## WHAT THIS TASK INVOLVES
Whichever lines include the word "Serialize", copy them as they appear in the data.
DATA RECORDS Start Marker
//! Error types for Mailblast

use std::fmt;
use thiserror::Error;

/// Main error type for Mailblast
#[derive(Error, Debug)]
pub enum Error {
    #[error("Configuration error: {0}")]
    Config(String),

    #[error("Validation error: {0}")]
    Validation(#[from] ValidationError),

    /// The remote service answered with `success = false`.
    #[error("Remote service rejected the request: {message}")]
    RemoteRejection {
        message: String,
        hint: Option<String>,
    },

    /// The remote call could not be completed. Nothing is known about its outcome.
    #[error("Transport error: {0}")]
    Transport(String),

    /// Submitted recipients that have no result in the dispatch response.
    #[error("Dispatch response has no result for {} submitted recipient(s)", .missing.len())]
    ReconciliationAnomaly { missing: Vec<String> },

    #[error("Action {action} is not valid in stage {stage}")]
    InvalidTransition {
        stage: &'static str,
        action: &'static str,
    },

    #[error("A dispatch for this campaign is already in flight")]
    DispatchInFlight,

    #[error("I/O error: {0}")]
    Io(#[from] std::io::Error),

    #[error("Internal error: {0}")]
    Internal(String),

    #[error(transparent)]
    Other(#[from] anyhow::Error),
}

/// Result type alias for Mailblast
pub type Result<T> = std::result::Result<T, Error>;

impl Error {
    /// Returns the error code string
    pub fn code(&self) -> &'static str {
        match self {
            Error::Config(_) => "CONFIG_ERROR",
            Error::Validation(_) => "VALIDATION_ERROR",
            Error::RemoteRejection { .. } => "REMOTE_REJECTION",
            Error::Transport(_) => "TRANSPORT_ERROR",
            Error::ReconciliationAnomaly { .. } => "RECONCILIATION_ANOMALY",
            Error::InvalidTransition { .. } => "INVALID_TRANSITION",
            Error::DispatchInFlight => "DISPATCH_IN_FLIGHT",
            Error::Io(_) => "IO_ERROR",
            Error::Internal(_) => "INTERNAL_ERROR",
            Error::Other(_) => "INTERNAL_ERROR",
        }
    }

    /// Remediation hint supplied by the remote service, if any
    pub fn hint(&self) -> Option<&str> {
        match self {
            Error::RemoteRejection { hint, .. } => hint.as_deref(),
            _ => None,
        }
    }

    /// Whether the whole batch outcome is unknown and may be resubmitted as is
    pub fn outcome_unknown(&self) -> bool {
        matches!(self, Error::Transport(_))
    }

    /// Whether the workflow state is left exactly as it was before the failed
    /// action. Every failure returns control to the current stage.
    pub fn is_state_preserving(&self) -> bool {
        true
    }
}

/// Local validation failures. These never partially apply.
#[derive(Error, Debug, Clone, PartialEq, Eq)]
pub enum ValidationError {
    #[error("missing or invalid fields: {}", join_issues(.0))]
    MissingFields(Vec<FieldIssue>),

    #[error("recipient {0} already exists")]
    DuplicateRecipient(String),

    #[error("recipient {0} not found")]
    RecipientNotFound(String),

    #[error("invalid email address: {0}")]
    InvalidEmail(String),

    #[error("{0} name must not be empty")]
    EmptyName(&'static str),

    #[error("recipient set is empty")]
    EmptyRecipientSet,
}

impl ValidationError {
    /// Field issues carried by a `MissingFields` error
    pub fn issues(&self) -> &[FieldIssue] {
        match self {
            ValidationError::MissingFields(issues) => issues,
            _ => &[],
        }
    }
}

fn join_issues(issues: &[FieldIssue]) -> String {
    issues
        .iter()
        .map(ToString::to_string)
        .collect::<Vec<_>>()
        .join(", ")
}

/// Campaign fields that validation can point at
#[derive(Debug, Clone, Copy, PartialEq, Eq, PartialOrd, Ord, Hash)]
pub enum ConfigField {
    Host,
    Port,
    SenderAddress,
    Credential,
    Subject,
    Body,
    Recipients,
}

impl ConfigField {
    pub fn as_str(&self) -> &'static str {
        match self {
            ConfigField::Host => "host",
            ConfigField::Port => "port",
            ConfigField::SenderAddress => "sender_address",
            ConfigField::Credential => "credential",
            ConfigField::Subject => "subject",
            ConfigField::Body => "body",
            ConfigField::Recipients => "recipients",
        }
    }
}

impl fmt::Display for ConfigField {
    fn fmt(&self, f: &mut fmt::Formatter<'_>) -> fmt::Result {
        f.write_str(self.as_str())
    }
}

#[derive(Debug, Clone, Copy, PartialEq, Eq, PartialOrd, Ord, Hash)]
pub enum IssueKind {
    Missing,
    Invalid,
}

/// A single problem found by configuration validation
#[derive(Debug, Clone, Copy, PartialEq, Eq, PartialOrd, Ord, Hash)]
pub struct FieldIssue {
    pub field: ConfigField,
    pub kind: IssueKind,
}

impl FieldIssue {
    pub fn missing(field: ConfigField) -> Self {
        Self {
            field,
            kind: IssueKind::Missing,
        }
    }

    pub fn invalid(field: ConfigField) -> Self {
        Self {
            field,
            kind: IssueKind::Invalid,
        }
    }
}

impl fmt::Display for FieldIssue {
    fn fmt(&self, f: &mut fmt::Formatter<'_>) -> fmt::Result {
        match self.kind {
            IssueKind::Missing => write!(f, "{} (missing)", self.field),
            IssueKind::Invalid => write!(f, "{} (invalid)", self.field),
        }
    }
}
DATA RECORDS End Marker
DATA RECORDS Start Marker
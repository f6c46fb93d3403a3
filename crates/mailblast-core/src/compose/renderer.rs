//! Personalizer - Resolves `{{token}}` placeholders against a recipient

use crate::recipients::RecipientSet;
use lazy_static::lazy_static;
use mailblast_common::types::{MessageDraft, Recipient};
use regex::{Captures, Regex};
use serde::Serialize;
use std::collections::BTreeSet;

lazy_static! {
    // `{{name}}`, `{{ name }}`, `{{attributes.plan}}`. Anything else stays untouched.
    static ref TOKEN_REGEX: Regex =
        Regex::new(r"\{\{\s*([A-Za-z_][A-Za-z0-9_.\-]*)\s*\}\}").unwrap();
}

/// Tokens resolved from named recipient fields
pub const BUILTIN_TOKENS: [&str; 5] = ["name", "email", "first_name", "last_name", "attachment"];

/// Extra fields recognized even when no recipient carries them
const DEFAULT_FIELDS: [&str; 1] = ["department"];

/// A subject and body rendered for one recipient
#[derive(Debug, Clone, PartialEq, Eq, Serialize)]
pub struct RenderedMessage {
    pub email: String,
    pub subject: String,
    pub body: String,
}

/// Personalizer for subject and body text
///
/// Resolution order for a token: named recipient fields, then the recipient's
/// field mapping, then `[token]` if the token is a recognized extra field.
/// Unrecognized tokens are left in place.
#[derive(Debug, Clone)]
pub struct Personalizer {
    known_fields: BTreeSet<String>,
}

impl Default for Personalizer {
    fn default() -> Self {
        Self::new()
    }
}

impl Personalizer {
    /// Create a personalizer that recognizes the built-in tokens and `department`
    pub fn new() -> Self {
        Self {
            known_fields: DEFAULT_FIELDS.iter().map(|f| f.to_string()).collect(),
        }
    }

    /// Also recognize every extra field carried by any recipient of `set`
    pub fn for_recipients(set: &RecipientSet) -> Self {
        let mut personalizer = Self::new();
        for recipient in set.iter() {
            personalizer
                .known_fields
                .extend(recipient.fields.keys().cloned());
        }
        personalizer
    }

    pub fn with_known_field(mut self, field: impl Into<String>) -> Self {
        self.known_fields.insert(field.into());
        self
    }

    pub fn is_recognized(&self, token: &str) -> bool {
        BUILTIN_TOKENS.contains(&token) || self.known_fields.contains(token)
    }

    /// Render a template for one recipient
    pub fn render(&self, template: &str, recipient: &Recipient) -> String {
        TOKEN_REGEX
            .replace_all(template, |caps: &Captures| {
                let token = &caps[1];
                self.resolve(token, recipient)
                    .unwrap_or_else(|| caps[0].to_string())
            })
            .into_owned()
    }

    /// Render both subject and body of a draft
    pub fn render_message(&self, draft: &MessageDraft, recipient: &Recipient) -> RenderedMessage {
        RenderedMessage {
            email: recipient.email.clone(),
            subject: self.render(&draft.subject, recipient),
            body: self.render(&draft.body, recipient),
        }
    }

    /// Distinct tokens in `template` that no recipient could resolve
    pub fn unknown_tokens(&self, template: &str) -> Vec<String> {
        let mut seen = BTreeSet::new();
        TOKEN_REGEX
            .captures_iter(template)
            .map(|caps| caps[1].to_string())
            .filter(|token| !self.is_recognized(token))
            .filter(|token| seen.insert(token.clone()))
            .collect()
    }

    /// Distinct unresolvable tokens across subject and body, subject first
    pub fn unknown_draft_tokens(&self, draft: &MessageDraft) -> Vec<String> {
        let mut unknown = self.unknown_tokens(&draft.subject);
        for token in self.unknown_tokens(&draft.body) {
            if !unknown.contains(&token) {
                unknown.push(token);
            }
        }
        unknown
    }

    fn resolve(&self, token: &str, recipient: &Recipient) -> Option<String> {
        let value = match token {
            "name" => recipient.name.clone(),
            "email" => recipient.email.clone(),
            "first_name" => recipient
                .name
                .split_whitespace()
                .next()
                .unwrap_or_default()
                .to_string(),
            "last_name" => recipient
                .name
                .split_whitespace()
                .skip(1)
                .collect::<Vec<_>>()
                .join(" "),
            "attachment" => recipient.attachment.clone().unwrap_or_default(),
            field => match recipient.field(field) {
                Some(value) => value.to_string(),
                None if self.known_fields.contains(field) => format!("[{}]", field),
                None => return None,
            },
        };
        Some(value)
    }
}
DATA RECORDS End Marker
## RESPONSE
use serde::Serialize;
#[derive(Debug, Clone, PartialEq, Eq, Serialize)]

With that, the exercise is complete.